Yeah it is! Keep going


----------



## LittleOz (Feb 8, 2015)

I'm on 3 so far after the little northern trip last month
Nothing so far this month but hoping to get out a bit now the weather is improving. Pripyat next month which I'm sure will be awesome. After that who knows but hope to see some more epic this year and meet up with more of you.


----------



## DirtyJigsaw (Feb 8, 2015)

LittleOz said:


> I'm on 3 so far after the little northern trip last month
> Nothing so far this month but hoping to get out a bit now the weather is improving. Pripyat next month which I'm sure will be awesome. After that who knows but hope to see some more epic this year and meet up with more of you.



Your going Chernobyl?!!! Lucky! I will get out there at some point  Nice one


----------



## cogito (Feb 8, 2015)

On the 1st of January I had absolutely nothing planned for the forseeable future. Zilch, zip, nada.

By the 1st of February I'd racked up a couple of local rooftops, some more London sewers, a trip to the Catas and a bunch of derps in the Austrian mountains.

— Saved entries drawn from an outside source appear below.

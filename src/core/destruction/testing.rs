//! In-memory collaborators for coordinator tests

use std::collections::{HashMap, VecDeque};
use std::sync::Mutex;
use std::sync::atomic::{AtomicBool, AtomicUsize, Ordering};

use async_trait::async_trait;
use chrono::{DateTime, Duration, TimeZone, Utc};
use uuid::Uuid;

use super::clock::Clock;
use super::code::{CodeGenerator, NumericCodeGenerator};
use super::notifier::{DestructionNotice, Notifier, NotifyError};
use super::store::{ItemStore, ItemStoreError};
use crate::core::db::models::{Gadget, GadgetStatus, StatusTimestamp};

pub struct MemoryItemStore {
    gadgets: Mutex<HashMap<Uuid, Gadget>>,
    update_calls: AtomicUsize,
    failing_reads: AtomicBool,
    failing_updates: AtomicBool,
}

impl MemoryItemStore {
    pub fn new() -> Self {
        Self {
            gadgets: Mutex::new(HashMap::new()),
            update_calls: AtomicUsize::new(0),
            failing_reads: AtomicBool::new(false),
            failing_updates: AtomicBool::new(false),
        }
    }

    pub fn insert(&self, status: GadgetStatus) -> Gadget {
        let now = Utc::now();
        let gadget = Gadget {
            id: Uuid::new_v4(),
            name: format!("Gadget {}", self.gadgets.lock().unwrap().len() + 1),
            status,
            owner_id: Some(Uuid::new_v4()),
            decommissioned_at: None,
            destroyed_at: (status == GadgetStatus::Destroyed).then_some(now),
            created_at: now,
            updated_at: now,
        };
        self.gadgets
            .lock()
            .unwrap()
            .insert(gadget.id, gadget.clone());
        gadget
    }

    pub fn get(&self, id: Uuid) -> Option<Gadget> {
        self.gadgets.lock().unwrap().get(&id).cloned()
    }

    pub fn remove(&self, id: Uuid) {
        self.gadgets.lock().unwrap().remove(&id);
    }

    pub fn update_calls(&self) -> usize {
        self.update_calls.load(Ordering::SeqCst)
    }

    pub fn set_failing_reads(&self, failing: bool) {
        self.failing_reads.store(failing, Ordering::SeqCst);
    }

    pub fn set_failing_updates(&self, failing: bool) {
        self.failing_updates.store(failing, Ordering::SeqCst);
    }
}

#[async_trait]
impl ItemStore for MemoryItemStore {
    async fn find_by_id(&self, id: Uuid) -> Result<Option<Gadget>, ItemStoreError> {
        if self.failing_reads.load(Ordering::SeqCst) {
            return Err(ItemStoreError("connection refused".to_string()));
        }
        Ok(self.get(id))
    }

    async fn update_status(
        &self,
        id: Uuid,
        status: GadgetStatus,
        timestamp: StatusTimestamp,
        at: DateTime<Utc>,
    ) -> Result<Option<Gadget>, ItemStoreError> {
        if self.failing_updates.load(Ordering::SeqCst) {
            return Err(ItemStoreError("connection reset".to_string()));
        }
        self.update_calls.fetch_add(1, Ordering::SeqCst);

        let mut gadgets = self.gadgets.lock().unwrap();
        Ok(gadgets.get_mut(&id).map(|gadget| {
            gadget.status = status;
            match timestamp {
                StatusTimestamp::DecommissionedAt => gadget.decommissioned_at = Some(at),
                StatusTimestamp::DestroyedAt => gadget.destroyed_at = Some(at),
            }
            gadget.updated_at = at;
            gadget.clone()
        }))
    }
}

/// Clock that only moves when told to
pub struct ManualClock {
    now: Mutex<DateTime<Utc>>,
}

impl ManualClock {
    pub fn new() -> Self {
        Self {
            now: Mutex::new(Utc.with_ymd_and_hms(2025, 1, 1, 12, 0, 0).unwrap()),
        }
    }

    pub fn advance(&self, by: Duration) {
        *self.now.lock().unwrap() += by;
    }
}

impl Clock for ManualClock {
    fn now(&self) -> DateTime<Utc> {
        *self.now.lock().unwrap()
    }
}

/// Hands out the given codes in order, then falls back to random ones
pub struct ScriptedCodes {
    codes: Mutex<VecDeque<String>>,
}

impl ScriptedCodes {
    pub fn new(codes: &[&str]) -> Self {
        Self {
            codes: Mutex::new(codes.iter().map(|c| c.to_string()).collect()),
        }
    }
}

impl CodeGenerator for ScriptedCodes {
    fn generate(&self) -> String {
        self.codes
            .lock()
            .unwrap()
            .pop_front()
            .unwrap_or_else(|| NumericCodeGenerator.generate())
    }
}

pub struct RecordingNotifier {
    notices: Mutex<Vec<DestructionNotice>>,
    failing: AtomicBool,
}

impl RecordingNotifier {
    pub fn new() -> Self {
        Self {
            notices: Mutex::new(Vec::new()),
            failing: AtomicBool::new(false),
        }
    }

    pub fn notices(&self) -> Vec<DestructionNotice> {
        self.notices.lock().unwrap().clone()
    }

    pub fn set_failing(&self, failing: bool) {
        self.failing.store(failing, Ordering::SeqCst);
    }
}

#[async_trait]
impl Notifier for RecordingNotifier {
    async fn notify(&self, notice: &DestructionNotice) -> Result<(), NotifyError> {
        if self.failing.load(Ordering::SeqCst) {
            return Err(NotifyError("mail relay unreachable".to_string()));
        }
        self.notices.lock().unwrap().push(notice.clone());
        Ok(())
    }
}
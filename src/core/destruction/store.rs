//! Item store boundary used by the destruction coordinator

use async_trait::async_trait;
use chrono::{DateTime, Utc};
use uuid::Uuid;

use crate::core::db::models::{Gadget, GadgetStatus, StatusTimestamp};

/// Infrastructure failure while talking to the item store
#[derive(Debug, thiserror::Error)]
#[error("Item store unavailable: {0}")]
pub struct ItemStoreError(pub String);

/// Lookup and status-update access to gadgets.
///
/// `Ok(None)` means the gadget does not exist. The store applies the
/// transition it is given; deciding whether it is legal is the caller's job.
#[async_trait]
pub trait ItemStore: Send + Sync {
    async fn find_by_id(&self, id: Uuid) -> Result<Option<Gadget>, ItemStoreError>;

    async fn update_status(
        &self,
        id: Uuid,
        status: GadgetStatus,
        timestamp: StatusTimestamp,
        at: DateTime<Utc>,
    ) -> Result<Option<Gadget>, ItemStoreError>;
}
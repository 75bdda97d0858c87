use crate::{
    error::RelayError,
    middleware::AdmissionController,
    models::{ApiResponse, PaymentRequest, TransactionView},
};
use axum::{
    extract::{rejection::JsonRejection, State},
    Json,
};
use chrono::Utc;
use std::sync::Arc;
use uuid::Uuid;

pub async fn handle_payment(
    State(admission): State<Arc<AdmissionController>>,
    payload: Result<Json<PaymentRequest>, JsonRejection>,
) -> Result<Json<ApiResponse<TransactionView>>, RelayError> {
    let Json(request) = payload.map_err(|e| {
        RelayError::InvalidRequest(format!("failed to decode request body: {}", e.body_text()))
    })?;

    let tx = admission
        .verify_payment(&request.tx_hash, &request.claim)
        .await?;

    Ok(Json(ApiResponse {
        success: true,
        data: tx,
        timestamp: Utc::now(),
        request_id: Uuid::new_v4().to_string(),
    }))
}
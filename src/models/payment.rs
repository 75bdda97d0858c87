use chrono::Duration;
use serde::{Deserialize, Serialize};

use crate::services::identity::IdentityClaim;

#[derive(Debug, Clone, PartialEq, Eq, Serialize, Deserialize)]
pub struct PaymentRecord {
    pub identity: String,
    pub created_at: i64,
    pub expiration_at: i64,
    pub tx_reference: String,
}

impl PaymentRecord {
    pub fn new(identity: &str, tx_reference: &str, created_at: i64, window: Duration) -> Self {
        Self {
            identity: identity.to_string(),
            created_at,
            expiration_at: created_at + window.num_seconds(),
            tx_reference: tx_reference.to_string(),
        }
    }
}

// Body of `POST /payments`.
#[derive(Debug, Clone, Serialize, Deserialize)]
pub struct PaymentRequest {
    pub tx_hash: String,
    #[serde(flatten)]
    pub claim: IdentityClaim,
}
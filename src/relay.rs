use crate::{
    handlers::handle_payment,
    middleware::AdmissionController,
    models::Event,
    services::RetentionSweeper,
};
use axum::{routing::post, Router};
use std::sync::{Arc, Mutex};
use tokio::task::JoinHandle;

pub struct PaidRelay {
    admission: Arc<AdmissionController>,
    sweeper: Mutex<Option<RetentionSweeper>>,
}

impl PaidRelay {
    pub fn new(admission: Arc<AdmissionController>, sweeper: RetentionSweeper) -> Self {
        Self {
            admission,
            sweeper: Mutex::new(Some(sweeper)),
        }
    }

    pub fn name(&self) -> &'static str {
        "PaidRelay"
    }

    // Starts the retention sweeper. Only the first call spawns anything.
    pub fn init(&self) -> Option<JoinHandle<()>> {
        let sweeper = match self.sweeper.lock() {
            Ok(mut slot) => slot.take(),
            Err(poisoned) => poisoned.into_inner().take(),
        };
        sweeper.map(RetentionSweeper::spawn)
    }

    pub fn on_initialized<S>(&self, router: Router<S>) -> Router<S>
    where
        S: Clone + Send + Sync + 'static,
    {
        let payments: Router<S> = Router::new()
            .route("/payments", post(handle_payment))
            .with_state(self.admission.clone());
        router.merge(payments)
    }

    pub async fn accept_event(&self, event: &Event) -> bool {
        self.admission.should_accept(event).await
    }
}
pub mod config;
pub mod error;
pub mod handlers;
pub mod middleware;
pub mod models;
pub mod relay;
pub mod services;
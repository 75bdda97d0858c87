use serde::{Deserialize, Serialize};

#[derive(Debug, Clone, PartialEq, Eq, Serialize, Deserialize)]
pub struct Event {
    pub id: String,
    pub pubkey: String,
    pub created_at: i64,
    pub kind: i64,
    pub tags: Vec<Vec<String>>,
    pub content: String,
    pub sig: String,
}

impl Event {
    pub fn serialized_len(&self) -> Result<usize, serde_json::Error> {
        serde_json::to_vec(self).map(|bytes| bytes.len())
    }
}
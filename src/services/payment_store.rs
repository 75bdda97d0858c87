use chrono::Duration;
use sqlx::{AnyPool, Row};

use crate::{error::RelayError, models::PaymentRecord, services::cache::EntitlementCache};

pub const DEFAULT_ENTITLEMENT_DAYS: i64 = 30;

#[derive(Clone)]
pub struct PaymentStore {
    pool: AnyPool,
    window: Duration,
    cache: EntitlementCache,
}

impl PaymentStore {
    pub fn new(pool: AnyPool, window: Duration, cache: EntitlementCache) -> Self {
        Self {
            pool,
            window,
            cache,
        }
    }

    pub fn pool(&self) -> &AnyPool {
        &self.pool
    }

    pub async fn init(&self) -> Result<(), RelayError> {
        sqlx::query(
            "CREATE TABLE IF NOT EXISTS payment (
                pubkey TEXT NOT NULL,
                created_at BIGINT NOT NULL,
                expiration_at BIGINT NOT NULL,
                tx_hash TEXT UNIQUE NOT NULL
            )",
        )
        .execute(&self.pool)
        .await?;

        sqlx::query(
            "CREATE INDEX IF NOT EXISTS payment_pubkey_created_at_idx
                ON payment (pubkey, created_at)",
        )
        .execute(&self.pool)
        .await?;

        tracing::info!("Payment table ready");
        Ok(())
    }

    // tx_hash UNIQUE is what keeps a transaction from being credited twice
    pub async fn save(
        &self,
        identity: &str,
        tx_reference: &str,
        now: i64,
    ) -> Result<PaymentRecord, RelayError> {
        let record = PaymentRecord::new(identity, tx_reference, now, self.window);
        self.insert(&record).await?;
        Ok(record)
    }

    pub async fn insert(&self, record: &PaymentRecord) -> Result<(), RelayError> {
        let result = sqlx::query(
            "INSERT INTO payment (pubkey, created_at, expiration_at, tx_hash)
             VALUES ($1, $2, $3, $4)",
        )
        .bind(&record.identity)
        .bind(record.created_at)
        .bind(record.expiration_at)
        .bind(&record.tx_reference)
        .execute(&self.pool)
        .await;

        match result {
            Ok(_) => {
                self.cache.invalidate(&record.identity).await;
                tracing::info!(
                    identity = %record.identity,
                    tx = %record.tx_reference,
                    expiration_at = record.expiration_at,
                    "Payment saved"
                );
                Ok(())
            }
            Err(sqlx::Error::Database(e)) if e.is_unique_violation() => {
                Err(RelayError::DuplicateTransaction(record.tx_reference.clone()))
            }
            Err(e) => Err(e.into()),
        }
    }

    // Only records at the identity's MAX(created_at) count, even when an older
    // one would still be unexpired.
    pub async fn latest_expiration(&self, identity: &str) -> Result<Option<i64>, RelayError> {
        let row = sqlx::query(
            "SELECT MAX(expiration_at) AS expiration_at
             FROM payment
             WHERE pubkey = $1
               AND created_at = (SELECT MAX(created_at) FROM payment WHERE pubkey = $2)",
        )
        .bind(identity)
        .bind(identity)
        .fetch_one(&self.pool)
        .await?;

        let expiration_at: Option<i64> = row.try_get("expiration_at")?;
        if let Some(expiration_at) = expiration_at {
            self.cache.set(identity, expiration_at).await;
        }
        Ok(expiration_at)
    }

    pub async fn is_entitled(&self, identity: &str, now: i64) -> Result<bool, RelayError> {
        // A newer record always expires later, so only a live cached expiration
        // can be trusted. A lapsed one may predate a renewal.
        if let Some(expiration_at) = self.cache.get(identity).await {
            if is_active(expiration_at, now) {
                return Ok(true);
            }
        }

        Ok(self
            .latest_expiration(identity)
            .await?
            .is_some_and(|expiration_at| is_active(expiration_at, now)))
    }
}

fn is_active(expiration_at: i64, now: i64) -> bool {
    expiration_at > now
}

#[cfg(test)]
impl PaymentStore {
    pub async fn find_by_tx(&self, tx_reference: &str) -> Result<Option<PaymentRecord>, RelayError> {
        let row = sqlx::query(
            "SELECT pubkey, created_at, expiration_at, tx_hash FROM payment WHERE tx_hash = $1",
        )
        .bind(tx_reference)
        .fetch_optional(&self.pool)
        .await?;

        row.map(|row| -> Result<PaymentRecord, RelayError> {
            Ok(PaymentRecord {
                identity: row.try_get("pubkey")?,
                created_at: row.try_get("created_at")?,
                expiration_at: row.try_get("expiration_at")?,
                tx_reference: row.try_get("tx_hash")?,
            })
        })
        .transpose()
    }

    pub async fn count_for(&self, identity: &str) -> Result<i64, RelayError> {
        let row = sqlx::query("SELECT COUNT(*) AS n FROM payment WHERE pubkey = $1")
            .bind(identity)
            .fetch_one(&self.pool)
            .await?;
        Ok(row.try_get("n")?)
    }
}
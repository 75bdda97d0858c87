pub mod amount;
pub mod cache;
pub mod chain;
pub mod database;
pub mod event_store;
pub mod identity;
pub mod payment_store;
pub mod retention;

pub use amount::{to_minimal_unit, Amount, AmountError};
pub use cache::EntitlementCache;
pub use chain::{ChainClient, EndpointRegistry, TransactionSource};
pub use event_store::EventStore;
pub use identity::{IdentityBindingStrategy, IdentityClaim, IdentityVerifier, VerifiedIdentity};
pub use payment_store::PaymentStore;
pub use retention::RetentionSweeper;
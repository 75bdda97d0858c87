pub mod health;
pub mod payments;

pub use health::*;
pub use payments::*;
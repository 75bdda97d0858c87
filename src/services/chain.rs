use std::time::Duration;

use async_trait::async_trait;
use ethers::{
    providers::{Http, Middleware, Provider},
    types::H256,
};
use rand::seq::SliceRandom;
use serde::Deserialize;

use crate::{error::RelayError, models::TransactionView};

pub const DEFAULT_REGISTRY_URL: &str = "https://chainid.network/chains.json";

// Placeholder public registries use for an Infura project key.
pub const API_KEY_PLACEHOLDER: &str = "INFURA_API_KEY";

#[async_trait]
pub trait TransactionSource: Send + Sync {
    async fn fetch_transaction(&self, hash: H256) -> Result<TransactionView, RelayError>;

    async fn is_reachable(&self) -> bool;
}

#[derive(Debug, Clone, Deserialize)]
pub struct ChainInfo {
    pub name: String,
    #[serde(default)]
    pub rpc: Vec<String>,
}

// RPC URLs usable for `name`, with the API key placeholder resolved.
pub fn candidate_urls(chains: &[ChainInfo], name: &str, api_key: Option<&str>) -> Vec<String> {
    let Some(chain) = chains.iter().find(|chain| chain.name == name) else {
        return Vec::new();
    };

    chain
        .rpc
        .iter()
        .filter(|url| url.starts_with("http://") || url.starts_with("https://"))
        .filter_map(|url| match (url.contains(API_KEY_PLACEHOLDER), api_key) {
            (false, _) => Some(url.clone()),
            (true, None) => None,
            (true, Some(key)) => Some(
                url.replace(&format!("${{{API_KEY_PLACEHOLDER}}}"), key)
                    .replace(API_KEY_PLACEHOLDER, key),
            ),
        })
        // Templates for other providers' keys cannot be filled in.
        .filter(|url| !url.contains("${"))
        .collect()
}

pub struct EndpointRegistry {
    client: reqwest::Client,
    url: String,
}

impl EndpointRegistry {
    pub fn new(url: impl Into<String>, timeout: Duration) -> Result<Self, RelayError> {
        let client = reqwest::Client::builder()
            .timeout(timeout)
            .build()
            .map_err(|e| RelayError::Internal(format!("http client: {e}")))?;
        Ok(Self {
            client,
            url: url.into(),
        })
    }

    pub async fn fetch_chains(&self) -> Result<Vec<ChainInfo>, RelayError> {
        let response = self
            .client
            .get(&self.url)
            .send()
            .await
            .and_then(|r| r.error_for_status())
            .map_err(|e| {
                if e.is_timeout() {
                    RelayError::Timeout(format!("fetching {}", self.url))
                } else {
                    RelayError::ChainUnavailable(format!("unable to fetch chains.json: {e}"))
                }
            })?;

        response
            .json::<Vec<ChainInfo>>()
            .await
            .map_err(|e| RelayError::ChainUnavailable(format!("unable to decode chains.json: {e}")))
    }

    // Picks one usable endpoint for `network` uniformly at random.
    pub async fn resolve(&self, network: &str, api_key: Option<&str>) -> Result<String, RelayError> {
        let chains = self.fetch_chains().await?;
        let candidates = candidate_urls(&chains, network, api_key);
        tracing::debug!(network, candidates = candidates.len(), "Resolved RPC candidates");

        candidates
            .choose(&mut rand::thread_rng())
            .cloned()
            .ok_or_else(|| RelayError::EndpointNotFound(network.to_string()))
    }
}

pub struct ChainClient {
    provider: Provider<Http>,
    timeout: Duration,
}

impl ChainClient {
    pub fn new(rpc_url: &str, timeout: Duration) -> Result<Self, RelayError> {
        let provider = Provider::<Http>::try_from(rpc_url)
            .map_err(|e| RelayError::Config(format!("invalid RPC URL {rpc_url}: {e}")))?;
        Ok(Self { provider, timeout })
    }

    // Connects to `rpc_url` when given, otherwise to an endpoint from the registry.
    pub async fn connect(
        network: &str,
        rpc_url: Option<&str>,
        registry: &EndpointRegistry,
        api_key: Option<&str>,
        timeout: Duration,
    ) -> Result<Self, RelayError> {
        let url = match rpc_url {
            Some(url) => url.to_string(),
            None => registry.resolve(network, api_key).await?,
        };
        // The URL may embed the API key, so it stays out of info-level logs.
        tracing::info!(network, "Chain client configured");
        tracing::debug!("RPC URL: {}", url);
        Self::new(&url, timeout)
    }
}

#[async_trait]
impl TransactionSource for ChainClient {
    async fn fetch_transaction(&self, hash: H256) -> Result<TransactionView, RelayError> {
        let tx = tokio::time::timeout(self.timeout, self.provider.get_transaction(hash))
            .await
            .map_err(|_| RelayError::Timeout(format!("eth_getTransactionByHash {hash:#x}")))?
            .map_err(|e| RelayError::ChainUnavailable(format!("failed to get transaction: {e}")))?
            .ok_or(RelayError::TransactionNotFound(hash))?;

        Ok(TransactionView::from(tx))
    }

    async fn is_reachable(&self) -> bool {
        match tokio::time::timeout(self.timeout, self.provider.get_block_number()).await {
            Ok(Ok(block)) => {
                tracing::debug!(%block, "Chain RPC reachable");
                true
            }
            Ok(Err(e)) => {
                tracing::warn!("Chain RPC error: {}", e);
                false
            }
            Err(_) => false,
        }
    }
}

#[cfg(test)]
mod tests {
    use super::*;
    use ethers::types::{Address, U256};

    fn registry_json() -> &'static str {
        r#"[
            {"name": "Ethereum Mainnet", "chainId": 1, "rpc": [
                "https://mainnet.infura.io/v3/${INFURA_API_KEY}",
                "wss://mainnet.infura.io/ws/v3/${INFURA_API_KEY}",
                "https://eth-mainnet.alchemyapi.io/v2/${ALCHEMY_API_KEY}",
                "https://api.mycryptoapi.com/eth",
                "https://cloudflare-eth.com"
            ]},
            {"name": "Sepolia", "chainId": 11155111, "rpc": []}
        ]"#
    }

    fn chains() -> Vec<ChainInfo> {
        serde_json::from_str(registry_json()).unwrap()
    }

    #[test]
    fn placeholder_urls_dropped_without_key() {
        let urls = candidate_urls(&chains(), "Ethereum Mainnet", None);
        assert_eq!(
            urls,
            vec!["https://api.mycryptoapi.com/eth", "https://cloudflare-eth.com"]
        );
    }

    #[test]
    fn placeholder_substituted_with_key() {
        let urls = candidate_urls(&chains(), "Ethereum Mainnet", Some("k3y"));
        assert_eq!(urls.len(), 3);
        assert_eq!(urls[0], "https://mainnet.infura.io/v3/k3y");
        assert!(urls.iter().all(|u| !u.starts_with("wss://")));
    }

    #[test]
    fn unknown_or_empty_network_has_no_candidates() {
        assert!(candidate_urls(&chains(), "Nowhere", None).is_empty());
        assert!(candidate_urls(&chains(), "Sepolia", Some("k3y")).is_empty());
    }

    #[tokio::test]
    async fn resolve_picks_from_registry() {
        let mut server = mockito::Server::new_async().await;
        let mock = server
            .mock("GET", "/chains.json")
            .with_status(200)
            .with_header("content-type", "application/json")
            .with_body(registry_json())
            .expect(2)
            .create_async()
            .await;

        let registry =
            EndpointRegistry::new(format!("{}/chains.json", server.url()), Duration::from_secs(5))
                .unwrap();
        let url = registry.resolve("Ethereum Mainnet", None).await.unwrap();
        assert!(url == "https://api.mycryptoapi.com/eth" || url == "https://cloudflare-eth.com");

        let err = registry.resolve("Sepolia", None).await.unwrap_err();
        assert!(matches!(err, RelayError::EndpointNotFound(name) if name == "Sepolia"));
        mock.assert_async().await;
    }

    #[tokio::test]
    async fn registry_outage_is_chain_unavailable() {
        let mut server = mockito::Server::new_async().await;
        let _mock = server
            .mock("GET", "/chains.json")
            .with_status(503)
            .create_async()
            .await;

        let registry =
            EndpointRegistry::new(format!("{}/chains.json", server.url()), Duration::from_secs(5))
                .unwrap();
        let err = registry.resolve("Ethereum Mainnet", None).await.unwrap_err();
        assert!(matches!(err, RelayError::ChainUnavailable(_)));
    }

    #[tokio::test]
    async fn missing_transaction_is_not_found() {
        let mut server = mockito::Server::new_async().await;
        let _mock = server
            .mock("POST", "/")
            .with_status(200)
            .with_header("content-type", "application/json")
            .with_body(r#"{"jsonrpc":"2.0","id":0,"result":null}"#)
            .create_async()
            .await;

        let client = ChainClient::new(&server.url(), Duration::from_secs(5)).unwrap();
        let hash = H256::repeat_byte(0x11);
        let err = client.fetch_transaction(hash).await.unwrap_err();
        assert!(matches!(err, RelayError::TransactionNotFound(h) if h == hash));
    }

    #[tokio::test]
    async fn unmined_transaction_is_reported_pending() {
        let mut server = mockito::Server::new_async().await;
        let hash = format!("0x{}", "22".repeat(32));
        let body = serde_json::json!({
            "jsonrpc": "2.0",
            "id": 0,
            "result": {
                "hash": hash,
                "nonce": "0x1",
                "blockHash": null,
                "blockNumber": null,
                "transactionIndex": null,
                "from": "0xf39fd6e51aad88f6f4ce6ab8827279cfffb92266",
                "to": "0x4242424242424242424242424242424242424242",
                "value": "0x470de4df820000",
                "gasPrice": "0x3b9aca00",
                "gas": "0x5208",
                "input": "0x",
                "v": "0x1b",
                "r": "0x1",
                "s": "0x1"
            }
        });
        let _mock = server
            .mock("POST", "/")
            .with_status(200)
            .with_header("content-type", "application/json")
            .with_body(body.to_string())
            .create_async()
            .await;

        let client = ChainClient::new(&server.url(), Duration::from_secs(5)).unwrap();
        let view = client
            .fetch_transaction(H256::repeat_byte(0x22))
            .await
            .unwrap();
        assert!(view.pending);
        assert_eq!(view.value, U256::from(20_000_000_000_000_000u64));
        assert_eq!(view.recipient, Some(Address::repeat_byte(0x42)));
    }

    #[tokio::test]
    async fn rpc_error_is_chain_unavailable() {
        let mut server = mockito::Server::new_async().await;
        let _mock = server
            .mock("POST", "/")
            .with_status(200)
            .with_header("content-type", "application/json")
            .with_body(r#"{"jsonrpc":"2.0","id":0,"error":{"code":-32000,"message":"boom"}}"#)
            .create_async()
            .await;

        let client = ChainClient::new(&server.url(), Duration::from_secs(5)).unwrap();
        let err = client
            .fetch_transaction(H256::repeat_byte(0x33))
            .await
            .unwrap_err();
        assert!(matches!(err, RelayError::ChainUnavailable(_)));
        assert!(!client.is_reachable().await);
    }
}
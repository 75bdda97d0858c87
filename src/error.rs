use axum::{
    http::StatusCode,
    response::{IntoResponse, Response},
    Json,
};
use chrono::Utc;
use ethers::types::{Address, H256, U256};
use serde::{Deserialize, Serialize};
use thiserror::Error;
use uuid::Uuid;

#[derive(Error, Debug)]
pub enum RelayError {
    #[error("RPC URL is not found for {0}")]
    EndpointNotFound(String),

    #[error("chain unavailable: {0}")]
    ChainUnavailable(String),

    #[error("timed out: {0}")]
    Timeout(String),

    #[error("transaction not found: {0:#x}")]
    TransactionNotFound(H256),

    #[error("tx is still pending")]
    TransactionPending,

    #[error("insufficient amount: {actual} < {required}")]
    InsufficientAmount { required: U256, actual: U256 },

    #[error("tx send to wrong address: expected {expected:#x}, got {actual}")]
    WrongRecipient { expected: Address, actual: String },

    #[error("pubkey's address {derived:#x} does not match tx sender {sender:#x}")]
    IdentityMismatch { derived: Address, sender: Address },

    #[error("invalid credential: {0}")]
    InvalidCredential(String),

    #[error("unsupported identity claim: {0}")]
    UnsupportedClaim(String),

    #[error("invalid request: {0}")]
    InvalidRequest(String),

    #[error("transaction {0} has already been credited")]
    DuplicateTransaction(String),

    #[error("unable to save payment: {0}")]
    Store(#[from] sqlx::Error),

    #[error("configuration error: {0}")]
    Config(String),

    #[error("internal server error: {0}")]
    Internal(String),
}

impl RelayError {
    pub fn status_code(&self) -> StatusCode {
        match self {
            RelayError::EndpointNotFound(_)
            | RelayError::ChainUnavailable(_)
            | RelayError::Timeout(_)
            | RelayError::Store(_)
            | RelayError::Config(_)
            | RelayError::Internal(_) => StatusCode::INTERNAL_SERVER_ERROR,
            _ => StatusCode::BAD_REQUEST,
        }
    }

    pub fn error_code(&self) -> &'static str {
        match self {
            RelayError::EndpointNotFound(_) => "ENDPOINT_NOT_FOUND",
            RelayError::ChainUnavailable(_) => "CHAIN_UNAVAILABLE",
            RelayError::Timeout(_) => "TIMEOUT",
            RelayError::TransactionNotFound(_) => "TRANSACTION_NOT_FOUND",
            RelayError::TransactionPending => "TRANSACTION_PENDING",
            RelayError::InsufficientAmount { .. } => "INSUFFICIENT_AMOUNT",
            RelayError::WrongRecipient { .. } => "WRONG_RECIPIENT",
            RelayError::IdentityMismatch { .. } => "IDENTITY_MISMATCH",
            RelayError::InvalidCredential(_) => "INVALID_CREDENTIAL",
            RelayError::UnsupportedClaim(_) => "UNSUPPORTED_CLAIM",
            RelayError::InvalidRequest(_) => "INVALID_REQUEST",
            RelayError::DuplicateTransaction(_) => "DUPLICATE_TRANSACTION",
            RelayError::Store(_) => "STORE_ERROR",
            RelayError::Config(_) => "CONFIG_ERROR",
            RelayError::Internal(_) => "INTERNAL_ERROR",
        }
    }
}

#[derive(Serialize, Deserialize, Debug)]
pub struct ErrorResponse {
    pub success: bool,
    pub error: String,
    pub error_code: String,
    pub timestamp: chrono::DateTime<Utc>,
    pub request_id: String,
}

impl IntoResponse for RelayError {
    fn into_response(self) -> Response {
        let request_id = Uuid::new_v4().to_string();
        let status = self.status_code();
        let error_code = self.error_code();

        if status.is_server_error() {
            tracing::error!(error = ?self, error_code, %request_id, "Request failed");
        } else {
            tracing::warn!(error = %self, error_code, %request_id, "Request rejected");
        }

        let body = ErrorResponse {
            success: false,
            error: self.to_string(),
            error_code: error_code.to_string(),
            timestamp: Utc::now(),
            request_id,
        };

        (status, Json(body)).into_response()
    }
}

Didn't see any of that coming.

Truth is that I have nothing planned for the rest of the year yet either. But I kinda like it like that, as you always end up surprising yourself and never disappointed.


----------



## Mikeymutt (Feb 8, 2015)

I have done several this year..a few big ones.several small derelict houses.a few old World War Two bases.and just generally driving around finding small bits and bobs what no one else finds interesting.and my first explore in Europe.but never done a rooftop.never really appealed to me to be honest...and I am hoping to upgrade my fuji x10 fixed lens camera to a mirrorless csc fuji.and stop editing my photos on my iPad so I can produce some good images..


----------



## perjury saint (Feb 9, 2015)

*Italy... In a few weeks!! *


----------



## DirtyJigsaw (Feb 11, 2015)

perjury saint said:


> *Italy... In a few weeks!! *



Ohhhh, very nice. I dont know of much in Italy apart from Non Plus Ultra. I look forward to your photos and reports


----------



## stu8fish (Feb 11, 2015)

Not sure what will come along for me but from todays adventure I can say my friend Brickworkurbex just wants one more floor. "Go on just one more floor" He said. "Oh all right then" was my reply........ :skeptical:


----------



## Scattergun (Feb 11, 2015)

Remember it's all about quantity. I'm looking forward to going to places I find interesting, I don't have a list.


----------



## Dugie (Feb 12, 2015)

Rooftops in London


----------



## LadyPandora (Feb 12, 2015)

Sounds like most of you have some pretty decent times ahead *jealous*
I would love to go to Belgium and France, Japan looks like it has some amazing places as well. I'm going to malaga in Spain for a friends wedding in April, currently in the process of trying to find somewhere nearby, not much luck so far.
A decent camera would be nice also, lol.
X


----------



## Urbexbandoned (Feb 12, 2015)

New places and new people. Maybe a camera upgrade or more lenses for this one.


----------



## Catmandoo (Feb 14, 2015)

I've done 5 splores this year, one photogged. 
Hoping to get out to Bulgaria this summer, my most iconic place I've always wanted to visit is Buzladzha. Should be great fun!


----------



## Foxylady (Feb 19, 2015)

Haven't done a decent derelict explore for over 3yrs now as I've been concentrating on historical architecture and other interesting places for my website. You can't keep a good addiction down though!  So, some things I've got lined up so far include: continuing exploring the Taunton Stop Line from where I left off, other WW2 defences in the area and an airfield, and I've also got my eye on some abandoned railway buildings at two different stations. Dunno if I can do them yet because of health, but that's the plan if I can.


----------



## cunningplan (Feb 20, 2015)

Dugie said:


> Rooftops in London



Same here (Hint)


----------